Promoters and Directors of a Company

In a company, important roles are played by both promoters and directors albeit in different stages of its life. However, these two classes of persons have an intertwined relationship. Let us get into it.


A promoter is a person who does the necessary preliminary work for the formation of a company i.e. someone who takes all the necessary steps to bring into existence an incorporated company. Therefore, a promoter is the first person who is in charge of a company’s affairs and it is they who have to take a company through initial legal compliances and any other operations necessary for incorporation into the Companies Act, 2013.

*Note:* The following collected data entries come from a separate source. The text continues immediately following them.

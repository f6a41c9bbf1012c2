//! Integration tests for aggregate and aggregate-schemas

mod common;

use common::TestRepo;
use predicates::prelude::*;

const ORDERS: &str = "\
topics:
  - name: orders.created
    partitions: 6
schemas:
  - subject: orders.created-value
    schema_file: schemas/orders.created-value.avsc
access_config:
  - name: sa-orders
    role: DeveloperWrite
    topics: [orders.created]
";

const BILLING: &str = "\
topics:
  - name: billing.invoiced
";

#[test]
fn test_aggregate_merges_all_domains() {
    let repo = TestRepo::new();
    repo.declare("orders", "dev", ORDERS);
    repo.declare("billing", "dev", BILLING);
    repo.schema("orders", "dev", "orders.created-value", r#"{"type": "string"}"#);

    repo.cmd()
        .args(["aggregate", "--env", "dev"])
        .assert()
        .success()
        .stdout(predicate::str::contains("Processing domain: billing"))
        .stdout(predicate::str::contains("Processing domain: orders"))
        .stdout(predicate::str::contains("Aggregated catalog written to:"))
        .stdout(predicate::str::contains("Catalog digest: blake3:"));

    let catalog = repo.read_file("catalogs/dev/kafka-catalog.yaml");
    assert!(catalog.contains("orders.created"));
    assert!(catalog.contains("billing.invoiced"));
    assert!(catalog.contains("owning_domain: orders"));
    assert!(catalog.contains("owning_domain: billing"));
    assert!(catalog.contains("sa-orders"));
}

#[test]
fn test_aggregate_only_reads_requested_environment() {
    let repo = TestRepo::new();
    repo.declare("orders", "dev", ORDERS);
    repo.declare("billing", "prod", BILLING);

    repo.cmd()
        .args(["aggregate", "--env", "dev"])
        .assert()
        .success();

    let catalog = repo.read_file("catalogs/dev/kafka-catalog.yaml");
    assert!(catalog.contains("orders.created"));
    assert!(!catalog.contains("billing.invoiced"));
    assert!(!repo.file_exists("catalogs/prod/kafka-catalog.yaml"));
}

#[test]
fn test_aggregate_empty_environment_succeeds() {
    let repo = TestRepo::new();
    repo.declare("orders", "dev", ORDERS);

    repo.cmd()
        .args(["aggregate", "--env", "qa"])
        .assert()
        .success()
        .stderr(predicate::str::contains("No kafka-request.yaml files found"));

    assert!(repo.file_exists("catalogs/qa/kafka-catalog.yaml"));
}

#[test]
fn test_aggregate_malformed_declaration_fails() {
    let repo = TestRepo::new();
    repo.declare("orders", "dev", ORDERS);
    repo.declare("billing", "dev", "topics: [unclosed\n");

    repo.cmd()
        .args(["aggregate", "--env", "dev"])
        .assert()
        .failure()
        .code(1)
        .stderr(predicate::str::contains("billing"))
        .stderr(predicate::str::contains("kafka-request.yaml"));

    assert!(!repo.file_exists("catalogs/dev/kafka-catalog.yaml"));
}

#[test]
fn test_aggregate_empty_declaration_is_valid() {
    let repo = TestRepo::new();
    repo.declare("orders", "dev", "");

    repo.cmd()
        .args(["aggregate", "--env", "dev"])
        .assert()
        .success();

    let catalog = repo.read_file("catalogs/dev/kafka-catalog.yaml");
    assert!(catalog.contains("orders"));
}

#[test]
fn test_aggregate_warns_on_missing_schema_file() {
    let repo = TestRepo::new();
    repo.declare("orders", "dev", ORDERS);

    repo.cmd()
        .args(["aggregate", "--env", "dev"])
        .assert()
        .success()
        .stderr(predicate::str::contains("orders.created-value.avsc"));
}

#[test]
fn test_aggregate_is_reproducible() {
    let repo = TestRepo::new();
    repo.declare("orders", "dev", ORDERS);
    repo.declare("billing", "dev", BILLING);

    repo.cmd()
        .args(["aggregate", "--env", "dev"])
        .assert()
        .success();
    let first = repo.read_file("catalogs/dev/kafka-catalog.yaml");

    repo.cmd()
        .args(["aggregate", "--env", "dev"])
        .assert()
        .success();
    assert_eq!(first, repo.read_file("catalogs/dev/kafka-catalog.yaml"));
}

#[test]
fn test_aggregate_custom_output_dir() {
    let repo = TestRepo::new();
    repo.declare("orders", "dev", ORDERS);

    repo.cmd()
        .args(["aggregate", "--env", "dev", "--output-dir", "build"])
        .assert()
        .success();

    assert!(repo.file_exists("build/dev/kafka-catalog.yaml"));
}

#[test]
fn test_aggregate_with_root_option() {
    let repo = TestRepo::new();
    repo.declare("orders", "dev", ORDERS);
    let elsewhere = tempfile::TempDir::new().unwrap();

    common::catalog_guard_cmd()
        .current_dir(elsewhere.path())
        .arg("--root")
        .arg(&repo.path)
        .args(["aggregate", "--env", "dev"])
        .assert()
        .success();

    assert!(repo.file_exists("catalogs/dev/kafka-catalog.yaml"));
}

#[test]
fn test_aggregate_without_domains_dir_fails() {
    let temp = tempfile::TempDir::new().unwrap();

    common::catalog_guard_cmd()
        .current_dir(temp.path())
        .env_remove("CATALOG_GUARD_ROOT")
        .args(["aggregate", "--env", "dev"])
        .assert()
        .failure()
        .stderr(predicate::str::contains("domains/ directory not found"));
}

#[test]
fn test_aggregate_schemas_collects_documents() {
    let repo = TestRepo::new();
    repo.declare("orders", "dev", ORDERS);
    repo.schema("orders", "dev", "orders.created-value", r#"{"type": "string"}"#);
    repo.schema("billing", "dev", "billing.invoiced-value", r#"{"type": "long"}"#);

    repo.cmd()
        .args(["aggregate-schemas", "--env", "dev"])
        .assert()
        .success()
        .stdout(predicate::str::contains("Found 2 schema files for dev"))
        .stdout(predicate::str::contains("Schemas catalog written to:"));

    let catalog = repo.read_file("catalogs/dev/schemas-catalog.json");
    let json: serde_json::Value = serde_json::from_str(&catalog).unwrap();
    assert_eq!(json["environment"], "dev");
    assert_eq!(json["schemas"].as_array().unwrap().len(), 2);
    assert!(catalog.contains("orders.created-value"));
    assert!(catalog.contains("billing.invoiced-value"));
}

#[test]
fn test_aggregate_schemas_empty_environment() {
    let repo = TestRepo::new();

    repo.cmd()
        .args(["aggregate-schemas", "--env", "dev"])
        .assert()
        .success()
        .stdout(predicate::str::contains("No schema files found"));

    let json: serde_json::Value =
        serde_json::from_str(&repo.read_file("catalogs/dev/schemas-catalog.json")).unwrap();
    assert!(json["schemas"].as_array().unwrap().is_empty());
}

#[test]
fn test_aggregate_schemas_rejects_invalid_json() {
    let repo = TestRepo::new();
    repo.schema("orders", "dev", "orders.created-value", "{not json");

    repo.cmd()
        .args(["aggregate-schemas", "--env", "dev"])
        .assert()
        .failure()
        .stderr(predicate::str::contains("orders.created-value.avsc"));
}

As per Guthmann and Dougall: “Promoter is the person who assembles the men, the money and the materials into a going concern.”

A person presenting

A promoter may be an individual, firm or association of persons but not the professionals who assist them in such endeavours (like Advocates, Company Secretaries, Solicitors, and Chartered Accountants etc.).

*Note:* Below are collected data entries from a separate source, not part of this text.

//! CLI definitions using clap derive API
//!
//! This module is organized into submodules for each command's argument types:
//! - aggregate: Aggregate and aggregate-schemas command arguments
//! - validate: Validate command arguments
//! - render: Render command arguments
//! - completions: Completions command arguments

use clap::builder::{Styles, styling::AnsiColor};
use clap::{Parser, Subcommand};
use std::path::PathBuf;

pub mod aggregate;
pub mod completions;
pub mod render;
pub mod validate;

pub use aggregate::AggregateArgs;
pub use completions::CompletionsArgs;
pub use render::RenderArgs;
pub use validate::ValidateArgs;

/// catalog-guard - domain catalog aggregation and conflict validation
#[derive(Parser, Debug)]
#[command(
    name = "catalog-guard",
    author,
    version,
    color = clap::ColorChoice::Auto,
    styles = Styles::styled()
        .header(AnsiColor::Green.on_default().bold())
        .usage(AnsiColor::Green.on_default().bold())
        .literal(AnsiColor::Cyan.on_default().bold())
        .placeholder(AnsiColor::Cyan.on_default()),
    about = "Aggregate per-domain Kafka declarations and reject ownership conflicts",
    long_about = "catalog-guard merges the topics, schema subjects and service accounts declared by \
                  every domain under domains/<domain>/<env>/ into one catalog per environment, and \
                  refuses change sets where two domains claim the same resource or a resource \
                  changes owner.",
    after_help = "\x1b[1m\x1b[32mExamples:\x1b[0m\n   \
                  catalog-guard aggregate --env dev          \x1b[90m# Build catalogs/dev/kafka-catalog.yaml\x1b[0m\n   \
                  catalog-guard aggregate-schemas --env dev  \x1b[90m# Build catalogs/dev/schemas-catalog.json\x1b[0m\n   \
                  catalog-guard validate --env dev           \x1b[90m# Check against catalogs/dev/.deployed/\x1b[0m\n   \
                  catalog-guard render --env dev -d orders   \x1b[90m# Provisioning document for one domain\x1b[0m\n\n\
                  "
)]
pub struct Cli {
    /// Repository root containing domains/ (defaults to current directory)
    #[arg(long, short = 'r', global = true, env = "CATALOG_GUARD_ROOT")]
    pub root: Option<PathBuf>,

    /// Enable verbose output
    #[arg(long, short = 'v', global = true)]
    pub verbose: bool,

    #[command(subcommand)]
    pub command: Commands,
}

#[derive(Subcommand, Debug)]
pub enum Commands {
    /// Merge all domain declarations of an environment into one catalog
    Aggregate(AggregateArgs),

    /// Collect all schema documents of an environment into one catalog
    #[command(name = "aggregate-schemas")]
    AggregateSchemas(AggregateArgs),

    /// Check branch catalogs for duplicate identities and ownership changes
    Validate(ValidateArgs),

    /// Render one domain's provisioning document
    Render(RenderArgs),

    /// Show version information
    #[command(hide = true)]
    Version,

    /// Generate shell completions
    Completions(CompletionsArgs),
}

Section 2 (69) of the Companies Act, 2013 (hereafter referred to as “the Act” in this article) defines a promoter as a person-

  1. Who has been named as such in the prospectus or identified as such by the company in the annual return.

  2. Who has control over the affairs of the company directly or indirectly, whether as a Shareholder or a Director.

  3. In accordance with whose advice, directions or instructions, the Board of Directors of the company is accustomed to act.

Legal Position of a Promoter:

A promoter stands in a fiduciary relation (i.e. a relationship that requires confidence or trust) with the company he promotes. He is neither an agent nor an employee of the company and therefore, has to fulfil certain duties towards the company that do not resemble that of any agency or employee-employer relationship. This was also observed by Lord Cairns in Erlanger V. New Semberero Phosphate Co. where he also defined the extent of the role of a promoter.

Duties of a Promoter:

Henry E. Heagland, A successful promoter is a creator of wealth. He is an economic prophet. He can visualize what does not yet exist and to organize business enterprise to make the products available to the using public.”

1. Duty of Disclosure:

A promoter is duty-bound to disclose all material facts to the company’s stakeholders. As mentioned already, there exists a fiduciary relationship between a company and its promoter so, in case of non-disclosure of any fact or profit made by him shall make him liable to punishment with a fine of Rs. 50,000 or five times the amount of benefit received by him for the aforesaid act [as under Section 102(5) of the Act]

#- In the case of the promoter selling his own property to the company, he may disclose such interest and act in good faith during the deal.

Such disclosure may be made-

  • To the Directors of the Company.

  • In the Articles of Association of the Company.

  • In the prospectus of the company.

  • To the existing and potential shareholders, directly.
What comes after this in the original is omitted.